フィナの引っ越しの説明を聞いたプヨンだが、フィナの意図がうまくわからない。

「フィナの言っている意味はわかる。わかるんだけど、矛盾している・・・気がする。もちろん、手伝うけどさ」

そして、プヨンは、まわりを一回りみて、フィナはここに引っ越すと言っているが、木しかないのを確認して、1つ疑問が湧いてきた。

「バトさんは、どこに住んでいるんですか?」

そう聞くと、フィナは、バトの横の木を叩いて、

「バトさんは、ここだよ」

と、笑いながら言った。

(そうか、バトさんも木関係なんだ、フィナの仲間なんだな。ちょっと納得した)

バトさんは、それを聞いて、

「私も、もう、そこそこの年でしてね。1000歳なるのをきっかけに、あっちこっち動き回ることはやめようと思うのです。私のところに引っ越しを受け入れると、私はもう自由に動けまわれないことになりますが、もう、それでいいんですよ」

バトと呼ばれた女性は、年齢のせいもあって、もうここに定住する。だから、引っ越してきても、ちゃんと引き受けられるということのようだ。

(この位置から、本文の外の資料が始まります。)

use serde::Serialize;
use std::collections::{HashMap, HashSet};

use super::lexicon::CompiledLexicon;
use super::tokenizer::Transcript;

pub const FILLER_FLUENCY_FACTOR: f64 = 3.0;
pub const MIN_COMPLETE_SENTENCE_WORDS: usize = 3;
pub const CONNECTORS_PER_SENTENCE: f64 = 1.5;
pub const REPETITION_FREE_RATIO: f64 = 0.18;
pub const REPETITION_SCALE: f64 = 2.0;

pub const COMPLEXITY_CONNECTOR_WEIGHT: f64 = 0.55;
pub const COMPLEXITY_LENGTH_WEIGHT: f64 = 0.35;
pub const COMPLEXITY_TENSE_WEIGHT: f64 = 0.10;
pub const COMPLEXITY_FULL_LENGTH: f64 = 18.0;

pub const GRAMMAR_INCOMPLETE_WEIGHT: f64 = 0.6;
pub const GRAMMAR_FILLER_WEIGHT: f64 = 0.25;
pub const GRAMMAR_OVERREACH_COMPLEXITY: f64 = 0.68;
pub const GRAMMAR_OVERREACH_PENALTY: f64 = 0.05;

pub const CONTINUITY_CONNECTOR_WEIGHT: f64 = 0.6;
pub const CONTINUITY_TENSE_WEIGHT: f64 = 0.4;

pub fn clamp01(value: f64) -> f64 {
    value.clamp(0.0, 1.0)
}

fn ratio(numerator: usize, denominator: usize) -> f64 {
    if denominator == 0 {
        0.0
    } else {
        numerator as f64 / denominator as f64
    }
}

/// Surface metrics for one transcript. Scores are in [0, 1]; the average
/// sentence length is a plain word count.
#[derive(Debug, Clone, Default, PartialEq, Serialize)]
pub struct FeatureSet {
    pub word_count: usize,
    pub sentence_count: usize,
    pub average_sentence_length: f64,

    pub filler_count: usize,
    pub filler_rate: f64,
    pub fluency_score: f64,

    pub complete_sentence_count: usize,
    pub sentence_completion_rate: f64,

    pub connector_count: usize,
    pub connector_density: f64,

    pub max_word_frequency_ratio: f64,
    pub repetition_penalty: f64,

    pub time_marker_hits: usize,
    pub sentence_complexity: f64,

    pub unique_word_count: usize,
    pub lexical_variety: f64,

    pub grammar_accuracy: f64,
    pub continuity_score: f64,
}

impl FeatureSet {
    /// Time markers per sentence, capped at one.
    pub fn tense_contribution(&self) -> f64 {
        clamp01(self.time_marker_hits as f64 / self.sentence_count.max(1) as f64)
    }

    pub fn length_contribution(&self) -> f64 {
        clamp01(self.average_sentence_length / COMPLEXITY_FULL_LENGTH)
    }

    pub fn has_time_shift(&self) -> bool {
        self.time_marker_hits >= 1
    }
}

pub fn extract_features(transcript: &Transcript, lexicon: &CompiledLexicon) -> FeatureSet {
    let word_count = transcript.word_count();
    let sentence_count = transcript.sentence_count();
    let average_sentence_length = if sentence_count == 0 {
        word_count as f64
    } else {
        word_count as f64 / sentence_count as f64
    };

    let filler_count = lexicon.count_fillers(&transcript.lowered);
    let filler_rate = clamp01(ratio(filler_count, word_count));
    let fluency_score = fluency_from_filler_rate(filler_rate);

    let complete_sentence_count = transcript
        .sentence_tokens
        .iter()
        .filter(|words| is_complete_sentence(words, lexicon))
        .count();
    let sentence_completion_rate = ratio(complete_sentence_count, sentence_count);

    let connector_count = transcript
        .tokens
        .iter()
        .filter(|w| lexicon.is_connector(w))
        .count();
    let connector_density = if sentence_count == 0 {
        0.0
    } else {
        clamp01(connector_count as f64 / (sentence_count as f64 * CONNECTORS_PER_SENTENCE))
    };

    let max_word_frequency_ratio = max_word_frequency_ratio(&transcript.tokens);
    let repetition_penalty = if word_count == 0 {
        0.0
    } else {
        clamp01((max_word_frequency_ratio - REPETITION_FREE_RATIO) * REPETITION_SCALE)
    };

    let time_marker_hits = lexicon.count_time_markers(&transcript.lowered);

    let unique_word_count = transcript.tokens.iter().collect::<HashSet<_>>().len();
    let lexical_variety = clamp01(ratio(unique_word_count, word_count));

    let mut features = FeatureSet {
        word_count,
        sentence_count,
        average_sentence_length,
        filler_count,
        filler_rate,
        fluency_score,
        complete_sentence_count,
        sentence_completion_rate,
        connector_count,
        connector_density,
        max_word_frequency_ratio,
        repetition_penalty,
        time_marker_hits,
        unique_word_count,
        lexical_variety,
        ..Default::default()
    };

    let tense = features.tense_contribution();
    features.sentence_complexity = clamp01(
        connector_density * COMPLEXITY_CONNECTOR_WEIGHT
            + features.length_contribution() * COMPLEXITY_LENGTH_WEIGHT
            + tense * COMPLEXITY_TENSE_WEIGHT,
    );

    let overreach = if features.sentence_complexity > GRAMMAR_OVERREACH_COMPLEXITY {
        GRAMMAR_OVERREACH_PENALTY
    } else {
        0.0
    };
    features.grammar_accuracy = clamp01(
        1.0 - (1.0 - sentence_completion_rate) * GRAMMAR_INCOMPLETE_WEIGHT
            - filler_rate * GRAMMAR_FILLER_WEIGHT
            - overreach,
    );

    features.continuity_score = clamp01(
        connector_density * CONTINUITY_CONNECTOR_WEIGHT + tense * CONTINUITY_TENSE_WEIGHT,
    );

    features
}

pub fn fluency_from_filler_rate(filler_rate: f64) -> f64 {
    clamp01(1.0 - filler_rate * FILLER_FLUENCY_FACTOR)
}

/// At least three words, a subject-like token and a verb-like token.
pub fn is_complete_sentence(words: &[String], lexicon: &CompiledLexicon) -> bool {
    words.len() >= MIN_COMPLETE_SENTENCE_WORDS
        && words.iter().any(|w| lexicon.is_subject(w))
        && words.iter().any(|w| lexicon.is_verb(w))
}

pub fn max_word_frequency_ratio(tokens: &[String]) -> f64 {
    if tokens.is_empty() {
        return 0.0;
    }

    let mut freq: HashMap<&str, usize> = HashMap::new();
    for token in tokens {
        *freq.entry(token.as_str()).or_insert(0) += 1;
    }
    let max_count = freq.values().copied().max().unwrap_or(0);

    max_count as f64 / tokens.len() as f64
}

#[cfg(test)]
mod tests {
    use super::*;
    use crate::settings::Settings;

    fn features_for(text: &str) -> FeatureSet {
        let lexicon = CompiledLexicon::compile(&Settings::default().lexicon).unwrap();
        extract_features(&Transcript::parse(text), &lexicon)
    }

    fn assert_close(actual: f64, expected: f64) {
        assert!(
            (actual - expected).abs() < 1e-9,
            "expected {expected}, got {actual}"
        );
    }

    #[test]
    fn test_empty_transcript_features() {
        let f = features_for("");
        assert_eq!(f.word_count, 0);
        assert_eq!(f.sentence_count, 0);
        assert_close(f.average_sentence_length, 0.0);
        assert_close(f.filler_rate, 0.0);
        assert_close(f.fluency_score, 1.0);
        assert_close(f.sentence_completion_rate, 0.0);
        assert_close(f.connector_density, 0.0);
        assert_close(f.repetition_penalty, 0.0);
        assert_close(f.lexical_variety, 0.0);
        assert_close(f.sentence_complexity, 0.0);
        assert_close(f.continuity_score, 0.0);
        assert_close(f.grammar_accuracy, 0.4);
    }

    #[test]
    fn test_short_past_tense_features() {
        let f = features_for("I go school yesterday. I like hamburger.");
        assert_eq!(f.word_count, 7);
        assert_eq!(f.sentence_count, 2);
        assert_close(f.average_sentence_length, 3.5);
        assert_eq!(f.filler_count, 1);
        assert_close(f.filler_rate, 1.0 / 7.0);
        assert_close(f.fluency_score, 1.0 - 3.0 / 7.0);
        assert_eq!(f.complete_sentence_count, 2);
        assert_close(f.sentence_completion_rate, 1.0);
        assert_eq!(f.connector_count, 0);
        assert_eq!(f.time_marker_hits, 1);
        assert_close(f.repetition_penalty, (2.0 / 7.0 - 0.18) * 2.0);
        assert_close(f.lexical_variety, 6.0 / 7.0);
        assert_close(f.sentence_complexity, 0.35 * (3.5 / 18.0) + 0.10 * 0.5);
        assert_close(f.continuity_score, 0.4 * 0.5);
        assert_close(f.grammar_accuracy, 1.0 - 0.25 / 7.0);
    }

    #[test]
    fn test_sentence_completion_requires_subject_verb_and_length() {
        let f = features_for("Went home. I went home. Dog is big.");
        // "went home" is too short, "dog is big" has no subject word.
        assert_eq!(f.complete_sentence_count, 1);
        assert_close(f.sentence_completion_rate, 1.0 / 3.0);
    }

    #[test]
    fn test_suffix_verbs_count() {
        let f = features_for("We finally finished painting.");
        assert_eq!(f.complete_sentence_count, 1);
    }

    #[test]
    fn test_connector_density_is_capped() {
        let f = features_for("and but so because and but so.");
        assert_eq!(f.connector_count, 7);
        assert_close(f.connector_density, 1.0);
    }

    #[test]
    fn test_more_fillers_never_raise_fluency() {
        let base = "I went to the park with my friends and we played soccer";
        let mut previous = features_for(base).fluency_score;
        for fillers in ["um", "um uh", "um uh like", "um uh like you know well"] {
            let f = features_for(&format!("{fillers} {base}"));
            assert!(f.fluency_score <= previous);
            previous = f.fluency_score;
        }
    }

    #[test]
    fn test_repetition_penalty_for_dominant_word() {
        let f = features_for("go go go go home");
        assert_close(f.max_word_frequency_ratio, 0.8);
        assert_close(f.repetition_penalty, 1.0);

        let varied = features_for("one two three four five six seven");
        assert_close(varied.repetition_penalty, 0.0);
    }

    #[test]
    fn test_grammar_overreach_penalty() {
        let text = "I think that we should go because it is late and \
                    they said that it will rain after dinner so we left";
        let f = features_for(text);
        assert!(f.sentence_complexity > GRAMMAR_OVERREACH_COMPLEXITY);
        assert_close(
            f.grammar_accuracy,
            clamp01(
                1.0 - (1.0 - f.sentence_completion_rate) * 0.6
                    - f.filler_rate * 0.25
                    - GRAMMAR_OVERREACH_PENALTY,
            ),
        );
    }

    #[test]
    fn test_scores_stay_in_unit_range() {
        for text in [
            "",
            "...",
            "um um um um",
            "Yesterday, last week, ago, before, after, tomorrow, next, future, plan.",
            "and and and and and and and and and and and and",
            "I I I I I I I I I I",
        ] {
            let f = features_for(text);
            for score in [
                f.filler_rate,
                f.fluency_score,
                f.sentence_completion_rate,
                f.connector_density,
                f.repetition_penalty,
                f.sentence_complexity,
                f.lexical_variety,
                f.grammar_accuracy,
                f.continuity_score,
            ] {
                assert!((0.0..=1.0).contains(&score), "{text:?} -> {score}");
            }
        }
    }

    #[test]
    fn test_extraction_is_repeatable() {
        let lexicon = CompiledLexicon::compile(&Settings::default().lexicon).unwrap();
        let transcript = Transcript::parse("Last year I traveled to Busan and I loved it.");
        let first = extract_features(&transcript, &lexicon);
        let second = extract_features(&transcript, &lexicon);
        assert_eq!(first, second);
    }
}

(せ、千歳か。しかし、バトさんは、年配なのに、フィナは若作りなのか?)

「・・・・」

プヨンが考え込んでいると、

「あっ。なにか?」

フィナがじっと、プヨンの目を見ているのに気づいた。

「悪いこと考えているでしょ?」

「い、いや。フィナのほうがなんで若い姿なのかなんて考えてないよ」

バシッ

(プヨンめ、そんなの気にしなくてもいいのに。私はまだ若木なのよ)

フィナは、年齢としては、バトより上だけど、種族としては、まだ、子供の年齢らしい。木も種類によっては、寿命は違うようだ。そして、プヨンは、フィナに怒られてしまったが、なぜかはよくわかっていなかった。もちろん、怒られたということはわかるので、話題を変えておくことにした。

「フィナ。で、その引っ越す人って誰?」

そう、フィナに聞くと、

「ごめんね、最初に引っ越し先を見てもらいたかったの。今から、引っ越し元のほうに案内するね。街道のほうに戻らないと」

フィナは、そういうと、バトに、

「ちょっと戻ってきます。2時間後くらいに、また戻ってきますね」

と言って、来た道を引き返していった。ずっと、同じ道を戻っていったけど、もうすぐで街道というところまできて、フィナは行くときに歩いた道をはずれて違う方向に進みだした。森の中を街道に沿って歩いているような感じだ。そうするうちにこぶし大くらいの大型の蜂が、まわりにちらほらあらわれだした。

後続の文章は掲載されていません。